The NF's internal difficulties means that it is unlilely that the party will be standing any candidates in this year's local elections under the NF's name.
Membership & Activity

The party’s £10 membership fee has not changed in nearly twenty years. The estimated 400 members are encouraged to agitate in local communities by the use of protests, localised leaflets and sales of the bi-monthly newspaper Britain First, which is possibly the most illiterate publication in the history of the far-right. The party also has a number of blogs in support of different factions within the leadership which seem to focus very little about political differences and more about which side is the most corrupt.

Few of the NF’s branches have ready access to party materials and the party is often seen as a drinking club.

Party areas of activity are limited by its small size but include:
Sandwell and Dudley
Hull
Liverpool
Aberdeen
Oldham
Newcastle & North Tyneside
Thurrock
Internal Structures

The Party is led by an Executive Committee drawn from a Directorate, which advises the Chairman and Deputy Chairman.
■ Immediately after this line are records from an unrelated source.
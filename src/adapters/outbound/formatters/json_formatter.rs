use crate::application::dto::{AnalyzeReport, DetectReport};
use crate::ports::outbound::ReportFormatter;
use crate::shared::Result;

/// JsonReportFormatter renders reports as pretty-printed JSON.
pub struct JsonReportFormatter;

impl JsonReportFormatter {
    pub fn new() -> Self {
        Self
    }
}

impl Default for JsonReportFormatter {
    fn default() -> Self {
        Self::new()
    }
}

impl ReportFormatter for JsonReportFormatter {
    fn format_detect(&self, report: &DetectReport) -> Result<String> {
        let mut output = serde_json::to_string_pretty(report)
            .map_err(|e| anyhow::anyhow!("Failed to serialize detection report: {}", e))?;
        output.push('\n');
        Ok(output)
    }

    fn format_analyze(&self, report: &AnalyzeReport) -> Result<String> {
        let mut output = serde_json::to_string_pretty(report)
            .map_err(|e| anyhow::anyhow!("Failed to serialize analysis report: {}", e))?;
        output.push('\n');
        Ok(output)
    }
}
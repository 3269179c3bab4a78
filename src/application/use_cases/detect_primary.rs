use crate::application::dto::{DetectReport, ReportMetadata};
use crate::ports::outbound::{
    DistributionMetadataSource, InstalledPackageProvider, ProgressReporter,
};
use crate::primary_detection::domain::EnvironmentKind;
use crate::primary_detection::services::{PackageInventory, PrimaryClassifier};
use crate::shared::Result;

/// DetectPrimaryUseCase - Orchestrates primary-package detection
///
/// Wires the package inventory, the graph-backed classifier and a progress
/// reporter. All infrastructure arrives through injected port
/// implementations, keeping the use case testable with mocks.
///
/// # Type Parameters
/// * `P` - Primary InstalledPackageProvider (pip list)
/// * `F` - Fallback InstalledPackageProvider (dist-info reader)
/// * `M` - DistributionMetadataSource feeding the dependency graph
/// * `PR` - ProgressReporter implementation
pub struct DetectPrimaryUseCase<P, F, M, PR> {
    inventory: PackageInventory<P, F>,
    classifier: PrimaryClassifier<M>,
    progress_reporter: PR,
    environment: EnvironmentKind,
}

impl<P, F, M, PR> DetectPrimaryUseCase<P, F, M, PR>
where
    P: InstalledPackageProvider,
    F: InstalledPackageProvider,
    M: DistributionMetadataSource,
    PR: ProgressReporter,
{
    pub fn new(
        inventory: PackageInventory<P, F>,
        classifier: PrimaryClassifier<M>,
        progress_reporter: PR,
        environment: EnvironmentKind,
    ) -> Self {
        Self {
            inventory,
            classifier,
            progress_reporter,
            environment,
        }
    }

    /// Executes detection: enumerate, classify, report.
    ///
    /// Always produces a report; an unreadable environment yields an empty
    /// one rather than an error.
    pub fn execute(&self) -> Result<DetectReport> {
        self.progress_reporter.begin("Analyzing dependencies...");

        let installed = self.inventory.list_installed();
        self.progress_reporter
            .report(&format!("Detected {} installed package(s)", installed.len()));

        let packages = self.classifier.detect_primary_packages(&installed);
        self.progress_reporter.complete(&format!(
            "{} primary package(s) identified",
            packages.len()
        ));

        Ok(DetectReport {
            metadata: ReportMetadata::now(),
            environment: self.environment,
            total_installed: installed.len(),
            packages,
        })
    }
}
In 2010 both the Chair and Deputy Chair of the party were removed from their posts during a meeting held without their knowledge. In 2013, Kev Bryan replaced Ian Edward as Chair of the party in a move that Edward and his supporters claim was unconstitutional.
Key Players
Ian Edward, Chairman (Disputed). An ex-BNP official from West London. An unspectacular record in the far-right, mainly a figurehead.
Kevin Bryan, Chairman (Disputed). A loud middle aged street thug. Like Edward, a former low level BNP official.
Richard Edmonds. One of Britain’s most infamous neo-nazis and Holocaust deniers, he returned to the party in 2011 having previously been the BNP’s second in charge for most of the 80s and nineties.
Simon Biggs, Newcastle. Forty-something convicted burglar and race hater originally from south London. He has been in the NF and prison on and off since the 1980s. His rapid rise through the ranks was symptomatic of the NF’s overall decline. Last year he was convicted of stealing pot plants from a garden centre.
Peter Tierney, Liverpool. Also known as Peter Quiggins, he was the official NF mayoral candidate in Liverpool in 2012. Tierney was convicted of ABH in 2009 after attacking an anti-fascist. He became a millionaire when he sold Liverpool’s Quiggins Centre in 2006.
Chris Jackson, North West. Ex North West regional organiser for the BNP, Jackson challenged Nick Griffin in a leadership election in 2007. Switching to the NF in 2009, Jackson is now the NF’s NW organiser.
Tess Culnane, London. Veteran fascist and former “Nit-Nurse” Culnane has jumped backwards and forwards between the BNP and NF over a number of years. Served as an aide to Richard Barnbrook, the BNP’s one time Greater London Assembly member, where she was dubbed a “Nazi Granny” by the media.
Eddie Morrison, Yorkshire. Veteran neo-nazi and figure of fun for both fascists and antifascists. A serial splitter of groups, Morrison re-admittance to the NF was instrumental in its current internal schisms.